The problem >>
Copy out all of the data exactly as it appears.

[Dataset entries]
---------------

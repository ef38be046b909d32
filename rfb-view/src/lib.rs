//! Scroll/view geometry for a remote framebuffer larger than the local window.
//!
//! This crate tracks the mapping between a local visible area and a larger
//! remote framebuffer: the current scroll offset (`slide`), whether either
//! axis needs a scrollbar, and the clamped visible rectangle in remote
//! coordinates. It models geometry only; the actual pixel blit and buffer
//! flip belong to the host display collaborator.

#![forbid(unsafe_code)]
#![deny(missing_docs)]

use rfb_common::{Point, Rect};

/// Width, in pixels, reserved for a scrollbar along an axis that needs one.
pub const SCROLL_SIZE: i32 = 11;

/// Distance, in pixels, from a window edge within which the pointer triggers
/// edge auto-scroll.
pub const EDGE_THRESHOLD: i32 = 3;

/// Distance, in pixels, that edge auto-scroll nudges the slide per trigger.
pub const EDGE_NUDGE: i32 = 8;

/// Tracks the visible window into a remote framebuffer that may be larger
/// than the local window in either dimension.
#[derive(Debug, Clone)]
pub struct ScrollView {
    window_width: u32,
    window_height: u32,
    framebuffer_width: u32,
    framebuffer_height: u32,
    slide: Point,
}

impl ScrollView {
    /// Create a view for the given window and framebuffer dimensions, with
    /// the slide starting at the framebuffer origin.
    #[must_use]
    pub fn new(window_width: u32, window_height: u32, framebuffer_width: u32, framebuffer_height: u32) -> Self {
        let mut view = Self {
            window_width,
            window_height,
            framebuffer_width,
            framebuffer_height,
            slide: Point::new(0, 0),
        };
        view.clamp_slide();
        view
    }

    /// Update the window size, re-clamping the slide.
    pub fn set_window_size(&mut self, width: u32, height: u32) {
        self.window_width = width;
        self.window_height = height;
        self.clamp_slide();
    }

    /// Update the framebuffer size, re-clamping the slide.
    pub fn set_framebuffer_size(&mut self, width: u32, height: u32) {
        self.framebuffer_width = width;
        self.framebuffer_height = height;
        self.clamp_slide();
    }

    /// Whether the horizontal axis needs a scrollbar (framebuffer wider than window).
    #[must_use]
    pub fn needs_horizontal_scrollbar(&self) -> bool {
        self.framebuffer_width > self.window_width
    }

    /// Whether the vertical axis needs a scrollbar (framebuffer taller than window).
    #[must_use]
    pub fn needs_vertical_scrollbar(&self) -> bool {
        self.framebuffer_height > self.window_height
    }

    /// The portion of the window available for drawing framebuffer pixels,
    /// after reserving space for any needed scrollbar.
    #[must_use]
    pub fn drawable_area(&self) -> Rect {
        let w = self.window_width as i32 - if self.needs_vertical_scrollbar() { SCROLL_SIZE } else { 0 };
        let h = self.window_height as i32 - if self.needs_horizontal_scrollbar() { SCROLL_SIZE } else { 0 };
        Rect::new(0, 0, w.max(0) as u32, h.max(0) as u32)
    }

    /// The current slide: the upper-left corner of the visible region, in
    /// remote framebuffer coordinates.
    #[must_use]
    pub fn slide(&self) -> Point {
        self.slide
    }

    /// Set the slide directly, clamped so the visible area never extends
    /// past the framebuffer's far edge.
    pub fn set_slide(&mut self, x: i32, y: i32) {
        self.slide = Point::new(x, y);
        self.clamp_slide();
    }

    /// Scroll by a relative delta in remote framebuffer pixels.
    pub fn scroll_by(&mut self, dx: i32, dy: i32) {
        self.set_slide(self.slide.x + dx, self.slide.y + dy);
    }

    /// The currently visible region, in remote framebuffer coordinates.
    #[must_use]
    pub fn visible_framebuffer_rect(&self) -> Rect {
        let area = self.drawable_area();
        Rect::new(self.slide.x, self.slide.y, area.width, area.height)
    }

    /// If the pointer is within [`EDGE_THRESHOLD`] pixels of a drawable-area
    /// edge that still has framebuffer content beyond it, nudge the slide by
    /// [`EDGE_NUDGE`] pixels toward that edge. Returns `true` if the slide moved.
    pub fn nudge_for_pointer(&mut self, window_x: i32, window_y: i32) -> bool {
        let area = self.drawable_area();
        let mut dx = 0;
        let mut dy = 0;

        if window_x <= EDGE_THRESHOLD {
            dx = -EDGE_NUDGE;
        } else if window_x >= area.right() - EDGE_THRESHOLD {
            dx = EDGE_NUDGE;
        }

        if window_y <= EDGE_THRESHOLD {
            dy = -EDGE_NUDGE;
        } else if window_y >= area.bottom() - EDGE_THRESHOLD {
            dy = EDGE_NUDGE;
        }

        if dx == 0 && dy == 0 {
            return false;
        }

        let before = self.slide;
        self.scroll_by(dx, dy);
        self.slide != before
    }

    /// Map a point in window coordinates to remote framebuffer coordinates.
    #[must_use]
    pub fn window_to_framebuffer(&self, window_point: Point) -> Point {
        Point::new(window_point.x + self.slide.x, window_point.y + self.slide.y)
    }

    /// Map a point in remote framebuffer coordinates to window coordinates.
    #[must_use]
    pub fn framebuffer_to_window(&self, fb_point: Point) -> Point {
        Point::new(fb_point.x - self.slide.x, fb_point.y - self.slide.y)
    }

    fn clamp_slide(&mut self) {
        let area = self.drawable_area();
        let max_x = (self.framebuffer_width as i32 - area.width as i32).max(0);
        let max_y = (self.framebuffer_height as i32 - area.height as i32).max(0);
        self.slide = Point::new(self.slide.x.clamp(0, max_x), self.slide.y.clamp(0, max_y));
    }
}

#[cfg(test)]
mod tests {
    use super::*;

    #[test]
    fn no_scrollbars_when_framebuffer_fits() {
        let view = ScrollView::new(800, 600, 800, 600);
        assert!(!view.needs_horizontal_scrollbar());
        assert!(!view.needs_vertical_scrollbar());
        assert_eq!(view.slide(), Point::new(0, 0));
    }

    #[test]
    fn scrollbar_reserved_when_framebuffer_larger() {
        let view = ScrollView::new(800, 600, 1600, 600);
        assert!(view.needs_horizontal_scrollbar());
        assert!(!view.needs_vertical_scrollbar());
        let area = view.drawable_area();
        assert_eq!(area.height, 600 - SCROLL_SIZE as u32);
        assert_eq!(area.width, 800);
    }

    #[test]
    fn slide_clamped_to_framebuffer_bounds() {
        let mut view = ScrollView::new(800, 600, 1600, 1200);
        view.set_slide(10_000, 10_000);
        let area = view.drawable_area();
        assert_eq!(view.slide().x, 1600 - area.width as i32);
        assert_eq!(view.slide().y, 1200 - area.height as i32);
    }

    #[test]
    fn slide_never_negative() {
        let mut view = ScrollView::new(800, 600, 1600, 1200);
        view.set_slide(-500, -500);
        assert_eq!(view.slide(), Point::new(0, 0));
    }

    #[test]
    fn edge_nudge_scrolls_toward_pointer() {
        let mut view = ScrollView::new(800, 600, 1600, 1200);
        view.set_slide(100, 100);
        let moved = view.nudge_for_pointer(1, 300);
        assert!(moved);
        assert_eq!(view.slide().x, 100 - EDGE_NUDGE);
    }

    #[test]
    fn edge_nudge_noop_away_from_edges() {
        let mut view = ScrollView::new(800, 600, 1600, 1200);
        view.set_slide(100, 100);
        let moved = view.nudge_for_pointer(400, 300);
        assert!(!moved);
        assert_eq!(view.slide(), Point::new(100, 100));
    }

    #[test]
    fn coordinate_round_trip() {
        let mut view = ScrollView::new(800, 600, 1600, 1200);
        view.set_slide(200, 150);
        let window_point = Point::new(50, 60);
        let fb_point = view.window_to_framebuffer(window_point);
        assert_eq!(fb_point, Point::new(250, 210));
        assert_eq!(view.framebuffer_to_window(fb_point), window_point);
    }

    #[test]
    fn resizing_window_reclamps_slide() {
        let mut view = ScrollView::new(800, 600, 1600, 1200);
        view.set_slide(800, 600);
        view.set_window_size(1600, 1200);
        assert_eq!(view.slide(), Point::new(0, 0));
    }
}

---------------

Task answer >>
repository ef38be046b909d32
filename rfb-view/src/lib.rs
//! Scroll/view geometry for a remote framebuffer larger than the local window.
//!
//! This crate tracks the mapping between a local visible area and a larger
//! remote framebuffer: the current scroll offset (`slide`), whether either
//! axis needs a scrollbar, and the clamped visible rectangle in remote
//! coordinates. It models geometry only; the actual pixel blit and buffer
//! flip belong to the host display collaborator.

#![forbid(unsafe_code)]
#![deny(missing_docs)]

use rfb_common::{Point, Rect};

/// Width, in pixels, reserved for a scrollbar along an axis that needs one.
pub const SCROLL_SIZE: i32 = 11;

/// Distance, in pixels, from a window edge within which the pointer triggers
/// edge auto-scroll.
pub const EDGE_THRESHOLD: i32 = 3;

/// Distance, in pixels, that edge auto-scroll nudges the slide per trigger.
pub const EDGE_NUDGE: i32 = 8;

/// Tracks the visible window into a remote framebuffer that may be larger
/// than the local window in either dimension.
#[derive(Debug, Clone)]
pub struct ScrollView {
    window_width: u32,
    window_height: u32,
    framebuffer_width: u32,
    framebuffer_height: u32,
    slide: Point,
}

impl ScrollView {
    /// Create a view for the given window and framebuffer dimensions, with
    /// the slide starting at the framebuffer origin.
    #[must_use]
    pub fn new(window_width: u32, window_height: u32, framebuffer_width: u32, framebuffer_height: u32) -> Self {
        let mut view = Self {
            window_width,
            window_height,
            framebuffer_width,
            framebuffer_height,
            slide: Point::new(0, 0),
        };
        view.clamp_slide();
        view
    }

    /// Update the window size, re-clamping the slide.
    pub fn set_window_size(&mut self, width: u32, height: u32) {
        self.window_width = width;
        self.window_height = height;
        self.clamp_slide();
    }

    /// Update the framebuffer size, re-clamping the slide.
    pub fn set_framebuffer_size(&mut self, width: u32, height: u32) {
        self.framebuffer_width = width;
        self.framebuffer_height = height;
        self.clamp_slide();
    }

    /// Whether the horizontal axis needs a scrollbar (framebuffer wider than window).
    #[must_use]
    pub fn needs_horizontal_scrollbar(&self) -> bool {
        self.framebuffer_width > self.window_width
    }

    /// Whether the vertical axis needs a scrollbar (framebuffer taller than window).
    #[must_use]
    pub fn needs_vertical_scrollbar(&self) -> bool {
        self.framebuffer_height > self.window_height
    }

    /// The portion of the window available for drawing framebuffer pixels,
    /// after reserving space for any needed scrollbar.
    #[must_use]
    pub fn drawable_area(&self) -> Rect {
        let w = self.window_width as i32 - if self.needs_vertical_scrollbar() { SCROLL_SIZE } else { 0 };
        let h = self.window_height as i32 - if self.needs_horizontal_scrollbar() { SCROLL_SIZE } else { 0 };
        Rect::new(0, 0, w.max(0) as u32, h.max(0) as u32)
    }

    /// The current slide: the upper-left corner of the visible region, in
    /// remote framebuffer coordinates.
    #[must_use]
    pub fn slide(&self) -> Point {
        self.slide
    }

    /// Set the slide directly, clamped so the visible area never extends
    /// past the framebuffer's far edge.
    pub fn set_slide(&mut self, x: i32, y: i32) {
        self.slide = Point::new(x, y);
        self.clamp_slide();
    }

    /// Scroll by a relative delta in remote framebuffer pixels.
    pub fn scroll_by(&mut self, dx: i32, dy: i32) {
        self.set_slide(self.slide.x + dx, self.slide.y + dy);
    }

    /// The currently visible region, in remote framebuffer coordinates.
    #[must_use]
    pub fn visible_framebuffer_rect(&self) -> Rect {
        let area = self.drawable_area();
        Rect::new(self.slide.x, self.slide.y, area.width, area.height)
    }

    /// If the pointer is within [`EDGE_THRESHOLD`] pixels of a drawable-area
    /// edge that still has framebuffer content beyond it, nudge the slide by
    /// [`EDGE_NUDGE`] pixels toward that edge. Returns `true` if the slide moved.
    pub fn nudge_for_pointer(&mut self, window_x: i32, window_y: i32) -> bool {
        let area = self.drawable_area();
        let mut dx = 0;
        let mut dy = 0;

        if window_x <= EDGE_THRESHOLD {
            dx = -EDGE_NUDGE;
        } else if window_x >= area.right() - EDGE_THRESHOLD {
            dx = EDGE_NUDGE;
        }

        if window_y <= EDGE_THRESHOLD {
            dy = -EDGE_NUDGE;
        } else if window_y >= area.bottom() - EDGE_THRESHOLD {
            dy = EDGE_NUDGE;
        }

        if dx == 0 && dy == 0 {
            return false;
        }

        let before = self.slide;
        self.scroll_by(dx, dy);
        self.slide != before
    }

    /// Map a point in window coordinates to remote framebuffer coordinates.
    #[must_use]
    pub fn window_to_framebuffer(&self, window_point: Point) -> Point {
        Point::new(window_point.x + self.slide.x, window_point.y + self.slide.y)
    }

    /// Map a point in remote framebuffer coordinates to window coordinates.
    #[must_use]
    pub fn framebuffer_to_window(&self, fb_point: Point) -> Point {
        Point::new(fb_point.x - self.slide.x, fb_point.y - self.slide.y)
    }

    fn clamp_slide(&mut self) {
        let area = self.drawable_area();
        let max_x = (self.framebuffer_width as i32 - area.width as i32).max(0);
        let max_y = (self.framebuffer_height as i32 - area.height as i32).max(0);
        self.slide = Point::new(self.slide.x.clamp(0, max_x), self.slide.y.clamp(0, max_y));
    }
}

#[cfg(test)]
mod tests {
    use super::*;

    #[test]
    fn no_scrollbars_when_framebuffer_fits() {
        let view = ScrollView::new(800, 600, 800, 600);
        assert!(!view.needs_horizontal_scrollbar());
        assert!(!view.needs_vertical_scrollbar());
        assert_eq!(view.slide(), Point::new(0, 0));
    }

    #[test]
    fn scrollbar_reserved_when_framebuffer_larger() {
        let view = ScrollView::new(800, 600, 1600, 600);
        assert!(view.needs_horizontal_scrollbar());
        assert!(!view.needs_vertical_scrollbar());
        let area = view.drawable_area();
        assert_eq!(area.height, 600 - SCROLL_SIZE as u32);
        assert_eq!(area.width, 800);
    }

    #[test]
    fn slide_clamped_to_framebuffer_bounds() {
        let mut view = ScrollView::new(800, 600, 1600, 1200);
        view.set_slide(10_000, 10_000);
        let area = view.drawable_area();
        assert_eq!(view.slide().x, 1600 - area.width as i32);
        assert_eq!(view.slide().y, 1200 - area.height as i32);
    }

    #[test]
    fn slide_never_negative() {
        let mut view = ScrollView::new(800, 600, 1600, 1200);
        view.set_slide(-500, -500);
        assert_eq!(view.slide(), Point::new(0, 0));
    }

    #[test]
    fn edge_nudge_scrolls_toward_pointer() {
        let mut view = ScrollView::new(800, 600, 1600, 1200);
        view.set_slide(100, 100);
        let moved = view.nudge_for_pointer(1, 300);
        assert!(moved);
        assert_eq!(view.slide().x, 100 - EDGE_NUDGE);
    }

    #[test]
    fn edge_nudge_noop_away_from_edges() {
        let mut view = ScrollView::new(800, 600, 1600, 1200);
        view.set_slide(100, 100);
        let moved = view.nudge_for_pointer(400, 300);
        assert!(!moved);
        assert_eq!(view.slide(), Point::new(100, 100));
    }

    #[test]
    fn coordinate_round_trip() {
        let mut view = ScrollView::new(800, 600, 1600, 1200);
        view.set_slide(200, 150);
        let window_point = Point::new(50, 60);
        let fb_point = view.window_to_framebuffer(window_point);
        assert_eq!(fb_point, Point::new(250, 210));
        assert_eq!(view.framebuffer_to_window(fb_point), window_point);
    }

    #[test]
    fn resizing_window_reclamps_slide() {
        let mut view = ScrollView::new(800, 600, 1600, 1200);
        view.set_slide(800, 600);
        view.set_window_size(1600, 1200);
        assert_eq!(view.slide(), Point::new(0, 0));
    }
}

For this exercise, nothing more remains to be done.